pub mod analyzer;
pub mod api;
pub mod assets;
pub mod config;
pub mod error;
pub mod report;

use std::sync::Arc;
use std::time::Duration;

use config::Config;
use error::{AppError, Result};

/// Application state shared across handlers.
#[derive(Clone)]
pub struct AppState {
    pub config: Arc<Config>,
    pub client: reqwest::Client,
}

impl AppState {
    pub fn new(config: Arc<Config>) -> Result<Self> {
        let client = reqwest::ClientBuilder::new()
            .timeout(Duration::from_secs(config.request_timeout_secs))
            .connect_timeout(Duration::from_secs(5))
            .user_agent(config.user_agent.clone())
            .build()
            .map_err(|e| AppError::ConfigError(format!("Failed to build HTTP client: {}", e)))?;

        Ok(AppState { config, client })
    }
}
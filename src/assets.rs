//! Front-end assets embedded at compile time.

pub const INDEX_HTML: &str = include_str!("../assets/index.html");
pub const MAIN_JS: &str = include_str!("../assets/main.js");
pub const STYLE_CSS: &str = include_str!("../assets/style.css");
pub mod models;
pub mod response;
pub mod routes;
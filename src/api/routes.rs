use axum::{
    extract::{Form, State},
    http::{header, StatusCode},
    response::{Html, IntoResponse, Response},
    routing::{get, post},
    Json, Router,
};
use serde_json::json;
use tower_http::cors::{Any, CorsLayer};

use crate::api::models::AnalyzeRequest;
use crate::api::response;
use crate::assets;
use crate::{analyzer, AppState};

pub fn create_router(app_state: AppState) -> Router {
    Router::new()
        .route("/", get(index_handler))
        .route("/static/js/main.js", get(main_js_handler))
        .route("/static/css/style.css", get(style_css_handler))
        .route("/status", get(status_handler))
        .route("/analyze", post(analyze_handler))
        .layer(
            CorsLayer::new()
                .allow_origin(Any)
                .allow_methods(Any)
                .allow_headers(Any),
        )
        .with_state(app_state)
}

async fn index_handler() -> Html<&'static str> {
    Html(assets::INDEX_HTML)
}

async fn main_js_handler() -> impl IntoResponse {
    (
        [(header::CONTENT_TYPE, "application/javascript; charset=utf-8")],
        assets::MAIN_JS,
    )
}

async fn style_css_handler() -> impl IntoResponse {
    (
        [(header::CONTENT_TYPE, "text/css; charset=utf-8")],
        assets::STYLE_CSS,
    )
}

async fn status_handler() -> impl IntoResponse {
    Json(json!({
        "status": "ok",
        "message": "Application is running",
    }))
}

async fn analyze_handler(
    State(state): State<AppState>,
    Form(req): Form<AnalyzeRequest>,
) -> Response {
    let url = match req.url {
        Some(url) if !url.is_empty() => url,
        _ => {
            return response::error(StatusCode::BAD_REQUEST, "URL is required".to_string())
                .into_response();
        }
    };

    log::info!("Starting analysis for URL: {}", url);

    match analyzer::analyze_site(&state.client, &url).await {
        Ok(report) => match serde_json::to_value(&report) {
            Ok(data) => response::success(data).into_response(),
            Err(err) => {
                log::error!("Failed to serialize report: {}", err);
                response::error(StatusCode::INTERNAL_SERVER_ERROR, err.to_string())
                    .into_response()
            }
        },
        Err(err) => {
            log::error!("Error during analysis: {}", err);
            err.into_response()
        }
    }
}
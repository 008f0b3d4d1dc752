//! End-to-end tests for the analyze endpoint against a mock upstream site.

use std::sync::Arc;

use axum::body::{self, Body};
use axum::http::{Request, StatusCode};
use axum::Router;
use tower::ServiceExt;
use wiremock::matchers::{method, path};
use wiremock::{Mock, MockServer, ResponseTemplate};

use site_insight::{api::routes::create_router, config::Config, AppState};

const MOCK_PAGE: &str = r#"<!DOCTYPE html>
<html>
<head>
    <title>Mock Company</title>
    <meta name="description" content="We mock things">
</head>
<body>
    <main><p>Mock Company builds test doubles for everyone.</p></main>
    <a href="/docs">Docs</a>
</body>
</html>"#;

fn test_app() -> Router {
    let config = Config {
        server_addr: "127.0.0.1:0".parse().unwrap(),
        request_timeout_secs: 5,
        user_agent: "site-insight-test/0.1".to_string(),
    };
    let state = AppState::new(Arc::new(config)).expect("app state");
    create_router(state)
}

async fn post_analyze(app: Router, url: &str) -> (StatusCode, serde_json::Value) {
    let request = Request::post("/analyze")
        .header("content-type", "application/x-www-form-urlencoded")
        .body(Body::from(format!("url={}", url)))
        .expect("request");
    let response = app.oneshot(request).await.expect("response");
    let status = response.status();

    let bytes = body::to_bytes(response.into_body(), usize::MAX)
        .await
        .expect("body");
    let json = serde_json::from_slice(&bytes).expect("json");

    (status, json)
}

#[tokio::test]
async fn analyze_returns_page_report() {
    let mock_server = MockServer::start().await;
    Mock::given(method("GET"))
        .and(path("/"))
        .respond_with(ResponseTemplate::new(200).set_body_string(MOCK_PAGE))
        .mount(&mock_server)
        .await;

    let (status, json) = post_analyze(test_app(), &mock_server.uri()).await;

    assert_eq!(status, StatusCode::OK);
    assert_eq!(json["status"], "success");

    let data = &json["data"];
    assert_eq!(data["meta_info"]["title"], "Mock Company");
    assert_eq!(data["meta_info"]["description"], "We mock things");
    assert_eq!(
        data["content_summary"],
        "Mock Company builds test doubles for everyone."
    );
    assert_eq!(data["links"][0], "/docs");
    assert!(data["word_count"].as_u64().unwrap() > 0);
    assert_eq!(data["status"]["status_code"], 200);
}

#[tokio::test]
async fn upstream_failure_is_reported_as_tagged_error() {
    let mock_server = MockServer::start().await;
    Mock::given(method("GET"))
        .and(path("/"))
        .respond_with(ResponseTemplate::new(500))
        .mount(&mock_server)
        .await;

    let (status, json) = post_analyze(test_app(), &mock_server.uri()).await;

    assert_eq!(status, StatusCode::INTERNAL_SERVER_ERROR);
    assert_eq!(json["status"], "error");
    assert!(json["message"].as_str().unwrap().contains("500"));
}

#[tokio::test]
async fn unreachable_host_is_reported_as_tagged_error() {
    // Nothing listens on port 1
    let (status, json) = post_analyze(test_app(), "http://127.0.0.1:1/").await;

    assert_eq!(status, StatusCode::INTERNAL_SERVER_ERROR);
    assert_eq!(json["status"], "error");
    assert!(json["message"].as_str().unwrap().contains("Failed to fetch"));
}

#[tokio::test]
async fn two_rapid_submissions_both_resolve() {
    let mock_server = MockServer::start().await;
    Mock::given(method("GET"))
        .and(path("/"))
        .respond_with(ResponseTemplate::new(200).set_body_string(MOCK_PAGE))
        .mount(&mock_server)
        .await;

    let app = test_app();
    let uri = mock_server.uri();
    let first = post_analyze(app.clone(), &uri);
    let second = post_analyze(app, &uri);
    let ((status_a, json_a), (status_b, json_b)) = tokio::join!(first, second);

    assert_eq!(status_a, StatusCode::OK);
    assert_eq!(status_b, StatusCode::OK);
    assert_eq!(json_a["status"], "success");
    assert_eq!(json_b["status"], "success");
}
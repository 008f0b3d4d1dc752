//! Plain-text rendering of an analysis result, one titled section per field.
//! Used by the one-shot CLI mode; the web page renders the same mapping
//! client-side with the same heading rule.

use serde_json::Value;

/// "word_count" -> "Word count"
pub fn section_title(key: &str) -> String {
    let spaced = key.replace('_', " ");
    let mut chars = spaced.chars();
    match chars.next() {
        Some(first) => first.to_uppercase().collect::<String>() + chars.as_str(),
        None => String::new(),
    }
}

/// Scalars render as bare text; composites as indented JSON.
pub fn format_value(value: &Value) -> String {
    match value {
        Value::Null => "null".to_string(),
        Value::Bool(b) => b.to_string(),
        Value::Number(n) => n.to_string(),
        Value::String(s) => s.clone(),
        Value::Array(_) | Value::Object(_) => {
            serde_json::to_string_pretty(value).unwrap_or_else(|_| value.to_string())
        }
    }
}

/// Formats the full `data` mapping in its natural order.
pub fn format_report(data: &serde_json::Map<String, Value>) -> String {
    let mut out = String::new();
    for (key, value) in data {
        out.push_str(&section_title(key));
        out.push('\n');
        out.push_str(&"-".repeat(50));
        out.push('\n');
        out.push_str(&format_value(value));
        out.push_str("\n\n");
    }
    out
}
//! Control plane backed by instances declared in configuration.

use async_trait::async_trait;

use super::{ControlPlane, InstanceDescriptor};
use crate::errors::Result;

/// Returns a fixed list of descriptors in declaration order.
#[derive(Debug, Clone, Default)]
pub struct StaticControlPlane {
    instances: Vec<InstanceDescriptor>,
}

impl StaticControlPlane {
    pub fn new(instances: Vec<InstanceDescriptor>) -> Self {
        Self { instances }
    }
}

#[async_trait]
impl ControlPlane for StaticControlPlane {
    async fn list_instances(&self) -> Result<Vec<InstanceDescriptor>> {
        Ok(self.instances.clone())
    }

    fn name(&self) -> &'static str {
        "static"
    }
}
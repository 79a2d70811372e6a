//! Secure types for handling credential material.

use serde::{Deserialize, Deserializer, Serialize, Serializer};
use std::fmt;
use zeroize::{Zeroize, ZeroizeOnDrop};

const REDACTED: &str = "[REDACTED]";

/// A password or secret payload that never shows up in logs.
///
/// `Debug`, `Display` and `Serialize` all emit `[REDACTED]`; the value is only
/// reachable through [`SecretString::expose_secret`]. The buffer is zeroed on
/// drop.
#[derive(Clone, Zeroize, ZeroizeOnDrop)]
pub struct SecretString(String);

impl SecretString {
    /// Wraps a secret value.
    pub fn new(secret: impl Into<String>) -> Self {
        Self(secret.into())
    }

    /// Returns the raw value. Never log the result.
    pub fn expose_secret(&self) -> &str {
        &self.0
    }

    /// Length in bytes, without exposing the value.
    pub fn len(&self) -> usize {
        self.0.len()
    }

    /// True if the secret is empty.
    pub fn is_empty(&self) -> bool {
        self.0.is_empty()
    }
}

impl Serialize for SecretString {
    fn serialize<S>(&self, serializer: S) -> Result<S::Ok, S::Error>
    where
        S: Serializer,
    {
        serializer.serialize_str(REDACTED)
    }
}

impl<'de> Deserialize<'de> for SecretString {
    fn deserialize<D>(deserializer: D) -> Result<Self, D::Error>
    where
        D: Deserializer<'de>,
    {
        String::deserialize(deserializer).map(SecretString)
    }
}

impl fmt::Debug for SecretString {
    fn fmt(&self, f: &mut fmt::Formatter<'_>) -> fmt::Result {
        write!(f, "SecretString({})", REDACTED)
    }
}

impl fmt::Display for SecretString {
    fn fmt(&self, f: &mut fmt::Formatter<'_>) -> fmt::Result {
        f.write_str(REDACTED)
    }
}

impl PartialEq for SecretString {
    fn eq(&self, other: &Self) -> bool {
        self.0 == other.0
    }
}

impl Eq for SecretString {}

impl From<String> for SecretString {
    fn from(s: String) -> Self {
        Self::new(s)
    }
}

impl From<&str> for SecretString {
    fn from(s: &str) -> Self {
        Self::new(s)
    }
}

/// The current value of a secret together with the store's version id for it.
#[derive(Debug, Clone, PartialEq, Eq)]
pub struct StoredSecret {
    pub value: SecretString,
    pub version_id: String,
}

impl StoredSecret {
    pub fn new(value: impl Into<SecretString>, version_id: impl Into<String>) -> Self {
        Self { value: value.into(), version_id: version_id.into() }
    }
}
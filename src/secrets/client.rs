//! Core secret store trait.

use async_trait::async_trait;

use super::error::Result;
use super::types::StoredSecret;

/// Trait for secret store backends.
///
/// Mirrors the three calls every supported backend offers: read the current
/// version, create a secret that does not exist yet, and write a new version
/// of an existing secret. Version ids are opaque strings defined by the
/// backend.
///
/// # Security Considerations
///
/// - Implementations MUST NOT log secret values
/// - Network communication MUST use TLS
#[async_trait]
pub trait SecretStore: Send + Sync {
    /// Read the current version of a secret.
    ///
    /// Returns `Ok(None)` when no secret exists under `id`.
    ///
    /// # Errors
    ///
    /// - [`SecretsError::AccessDenied`](super::SecretsError::AccessDenied) if the caller lacks permission
    /// - [`SecretsError::ConnectionFailed`](super::SecretsError::ConnectionFailed) if the store is unreachable
    async fn get_secret(&self, id: &str) -> Result<Option<StoredSecret>>;

    /// Create a new secret and return the id of its first version.
    ///
    /// Fails if a secret already exists under `id`.
    async fn create_secret(&self, id: &str, value: &str) -> Result<String>;

    /// Write a new version of an existing secret and return its version id.
    ///
    /// The previous version is superseded; retention is up to the store.
    async fn put_secret_value(&self, id: &str, value: &str) -> Result<String>;

    /// Short backend name used in logs.
    fn backend_name(&self) -> &'static str;
}
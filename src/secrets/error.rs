//! Error types for secret store operations.

use thiserror::Error;

/// Result type for secret store operations.
pub type Result<T> = std::result::Result<T, SecretsError>;

/// Errors that can occur while talking to a secret store.
///
/// Messages carry secret identifiers and backend diagnostics only, never
/// secret values.
#[derive(Error, Debug)]
pub enum SecretsError {
    /// Secret not found in the backend.
    #[error("Secret not found: {key}")]
    NotFound { key: String },

    /// Failed to reach the secret store.
    #[error("Secret store unavailable: {message}")]
    ConnectionFailed { message: String },

    /// The caller is not permitted to perform the operation.
    #[error("Access denied: {message}")]
    AccessDenied { message: String },

    /// Invalid secret identifier.
    #[error("Invalid secret id: {key} - {reason}")]
    InvalidKey { key: String, reason: String },

    /// Secret value could not be used.
    #[error("Invalid secret value for '{key}': {reason}")]
    InvalidValue { key: String, reason: String },

    /// The secret changed underneath a conditional write.
    #[error("Write conflict on '{key}': {reason}")]
    Conflict { key: String, reason: String },

    /// Backend-specific error.
    #[error("Backend error: {message}")]
    BackendError { message: String },

    /// Configuration error.
    #[error("Configuration error: {message}")]
    ConfigError { message: String },

    /// The request exceeded its deadline.
    #[error("Secret store request '{operation}' timed out after {duration_ms}ms")]
    Timeout { operation: String, duration_ms: u64 },

    /// The run was cancelled while the request was in flight.
    #[error("Secret store request '{operation}' cancelled")]
    Cancelled { operation: String },

    /// Serialization/deserialization error.
    #[error("Serialization error: {0}")]
    SerializationError(#[from] serde_json::Error),
}

impl SecretsError {
    /// Create a not found error.
    pub fn not_found(key: impl Into<String>) -> Self {
        Self::NotFound { key: key.into() }
    }

    /// Create a connection failed error.
    pub fn connection_failed(message: impl Into<String>) -> Self {
        Self::ConnectionFailed { message: message.into() }
    }

    /// Create an access denied error.
    pub fn access_denied(message: impl Into<String>) -> Self {
        Self::AccessDenied { message: message.into() }
    }

    /// Create an invalid key error.
    pub fn invalid_key(key: impl Into<String>, reason: impl Into<String>) -> Self {
        Self::InvalidKey { key: key.into(), reason: reason.into() }
    }

    /// Create an invalid value error.
    pub fn invalid_value(key: impl Into<String>, reason: impl Into<String>) -> Self {
        Self::InvalidValue { key: key.into(), reason: reason.into() }
    }

    /// Create a write conflict error.
    pub fn conflict(key: impl Into<String>, reason: impl Into<String>) -> Self {
        Self::Conflict { key: key.into(), reason: reason.into() }
    }

    /// Create a backend error.
    pub fn backend_error(message: impl Into<String>) -> Self {
        Self::BackendError { message: message.into() }
    }

    /// Create a config error.
    pub fn config_error(message: impl Into<String>) -> Self {
        Self::ConfigError { message: message.into() }
    }

    /// Create a timeout error.
    pub fn timeout(operation: impl Into<String>, duration_ms: u64) -> Self {
        Self::Timeout { operation: operation.into(), duration_ms }
    }

    /// Create a cancellation error.
    pub fn cancelled(operation: impl Into<String>) -> Self {
        Self::Cancelled { operation: operation.into() }
    }

    /// Whether a retry of the same request could plausibly succeed.
    pub fn is_transient(&self) -> bool {
        matches!(self, Self::ConnectionFailed { .. } | Self::Timeout { .. })
    }
}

Assignment: Exactly how many lines in the material above mention the word "doubles"? Give the number and nothing besides.

Solution to this task: 2